They say that every survival scenario defines a case of survival of the fittest. You might think you can make it, regardless of what the world throws at you, but what if you’re not alone? If you have loved ones depending on you, family survival becomes your main priority.

That being said, sometimes a group has better odds of surviving under the right leadership. Regardless if you prepare for or with your family, there are some principles you need to implement.
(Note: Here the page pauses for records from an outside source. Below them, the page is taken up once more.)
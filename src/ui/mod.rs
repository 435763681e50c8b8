//! Presentation layer - the screen model, the builders that fill it and its text rendering.

/// Text rendering of the screen
pub mod render;
/// Screen model types
pub mod screen;
/// Fragment builders and money formatting
pub mod views;

pub use render::render;
pub use screen::{
    Card, Cell, Fragment, Modal, NavBar, ProductOption, Row, RowAction, Screen, StatCard, Table,
    Tone,
};
impl Command {
    /// Runs the command against `app`. Failures have already been shown on screen when this
    /// returns an error.
    ///
    /// # Errors
    /// Returns the error of the operation the command performs.
    pub async fn execute<T: Transport>(self, app: &mut App<T>, confirm: Confirm<'_>) -> Result<()> {
        app.check_auth();
        match self {
            Self::Shops => app.show_section(Section::Public).await,
            Self::Shop { id, name } => {
                app.show_section(Section::Public).await;
                app.open_storefront(id, name.as_deref()).await;
            }
            Self::Login { email, password } => {
                app.show_section(Section::Login).await;
                app.forms.login = FormFields::new()
                    .with(field::LOGIN_EMAIL, email)
                    .with(field::LOGIN_PASSWORD, password);
                app.submit_login().await?;
            }
            Self::Register(args) => {
                app.show_section(Section::Register).await;
                app.forms.register = FormFields::new()
                    .with(field::REG_NAME, args.name)
                    .with(field::REG_EMAIL, args.email)
                    .with(field::REG_PASSWORD, args.password)
                    .with(field::REG_ROLE, args.role)
                    .with(field::REG_SHOP, args.shop)
                    .with(field::REG_WHATSAPP, args.whatsapp);
                app.submit_register().await?;
            }
            Self::Logout => {
                app.logout();
                app.notifier_mut().notify("Logged out", Kind::Success);
            }
            Self::Whoami => {
                app.require_login()?;
                app.refresh_profile().await?;
                let banner = app.screen().user_info.clone().unwrap_or_default();
                app.notifier_mut()
                    .notify(format!("Logged in as {banner}"), Kind::Success);
            }
            Self::Dashboard { tab } => {
                enter_dashboard(app).await?;
                app.open_tab(tab)?;
                if tab == Tab::Shop {
                    app.load_shop_settings().await;
                }
            }
            Self::Product { id, shop: Some(shop_id) } => {
                app.show_section(Section::Public).await;
                app.open_storefront(shop_id, None).await;
                app.load_storefront_product(shop_id, id).await;
            }
            Self::Product { id, shop: None } => {
                enter_dashboard(app).await?;
                app.load_product_detail(id).await;
            }
            Self::AddProduct(args) => {
                enter_dashboard(app).await?;
                app.open_modal(Modal::Product);
                app.forms.product = FormFields::new()
                    .with(field::PROD_NAME, args.name)
                    .with(field::PROD_DESC, args.description)
                    .with(field::PROD_CATEGORY, args.category)
                    .with(field::PROD_PURCHASE, args.purchase_price)
                    .with(field::PROD_SELLING, args.selling_price)
                    .with(field::PROD_STOCK, args.stock)
                    .with(field::PROD_IMAGE, args.image_url);
                app.submit_product().await?;
            }
            Self::UpdateProduct { id, fields } => {
                enter_dashboard(app).await?;
                app.open_modal(Modal::Product);
                let form = &mut app.forms.product;
                set_some(form, field::PROD_NAME, fields.name);
                set_some(form, field::PROD_DESC, fields.description);
                set_some(form, field::PROD_CATEGORY, fields.category);
                set_some(form, field::PROD_PURCHASE, fields.purchase_price);
                set_some(form, field::PROD_SELLING, fields.selling_price);
                set_some(form, field::PROD_STOCK, fields.stock);
                set_some(form, field::PROD_IMAGE, fields.image_url);
                app.submit_product_update(id).await?;
            }
            Self::DeleteProduct { id, yes } => {
                app.require_login()?;
                if yes || confirm(&format!("Delete product #{id}?"))? {
                    enter_dashboard(app).await?;
                    app.delete_product(id).await?;
                } else {
                    cancelled(app);
                }
            }
            Self::AddTransaction(args) => {
                enter_dashboard(app).await?;
                app.open_tab(Tab::Transactions)?;
                app.open_transaction_modal().await;
                app.set_transaction_type(args.kind);
                let form = &mut app.forms.transaction;
                form.set(field::TRANS_AMOUNT, args.amount);
                set_some(form, field::TRANS_PRODUCT, args.product);
                set_some(form, field::TRANS_QUANTITY, args.quantity);
                app.submit_transaction().await?;
            }
            Self::DeleteTransaction { id, yes } => {
                app.require_login()?;
                if yes || confirm(&format!("Delete transaction #{id}?"))? {
                    enter_dashboard(app).await?;
                    app.open_tab(Tab::Transactions)?;
                    app.delete_transaction(id).await?;
                } else {
                    cancelled(app);
                }
            }
            Self::AddUser(args) => {
                enter_dashboard(app).await?;
                app.open_tab(Tab::Users)?;
                app.open_modal(Modal::User);
                app.forms.user = FormFields::new()
                    .with(field::USER_NAME, args.name)
                    .with(field::USER_EMAIL, args.email)
                    .with(field::USER_PASSWORD, args.password)
                    .with(field::USER_ROLE, args.role);
                app.submit_user().await?;
            }
            Self::UpdateUser { id, fields } => {
                enter_dashboard(app).await?;
                app.open_tab(Tab::Users)?;
                app.open_modal(Modal::User);
                let form = &mut app.forms.user;
                set_some(form, field::USER_NAME, fields.name);
                set_some(form, field::USER_EMAIL, fields.email);
                set_some(form, field::USER_PASSWORD, fields.password);
                set_some(form, field::USER_ROLE, fields.role);
                app.submit_user_update(id).await?;
            }
            Self::DeleteUser { id, yes } => {
                app.require_login()?;
                if yes || confirm(&format!("Delete user #{id}?"))? {
                    enter_dashboard(app).await?;
                    app.open_tab(Tab::Users)?;
                    app.delete_user(id).await?;
                } else {
                    cancelled(app);
                }
            }
            Self::LowStock => {
                enter_dashboard(app).await?;
                app.load_low_stock().await;
            }
            Self::ShopSettings(args) => {
                enter_dashboard(app).await?;
                app.open_tab(Tab::Shop)?;
                if args.is_empty() {
                    app.load_shop_settings().await;
                } else {
                    let form = &mut app.forms.shop;
                    set_some(form, field::SHOP_NAME, args.name);
                    set_some(form, field::SHOP_WHATSAPP, args.whatsapp);
                    set_some(form, field::SHOP_ACTIVE, args.active);
                    app.submit_shop_settings().await?;
                }
            }
        }
        Ok(())
    }
}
Groups with great leaders can pretty much accomplish anything. Being a survival leader and the head of the family isn’t easy. You already struggled to build a family, now is the time to develop them into a survival group.

No matter how you look at things, being part of a dysfunctional team, can lead to disaster during an emergency situation. They may not all agree with your rules and plans for the future, but you can’t distance yourself from them. You should never see those close to you as expendables and you should always value them.

Just like you put a lot of effort into your prepping plans, human relationships need nurturing to survive. There is a natural tendency for families to get along since blood is thicker than water, but never take this for granted. As days turn into weeks and months, bad feelings can start to fester and frustration can pile up. Exposing your family members to an austerity scenario with no electricity, no water and no food can cause alienation.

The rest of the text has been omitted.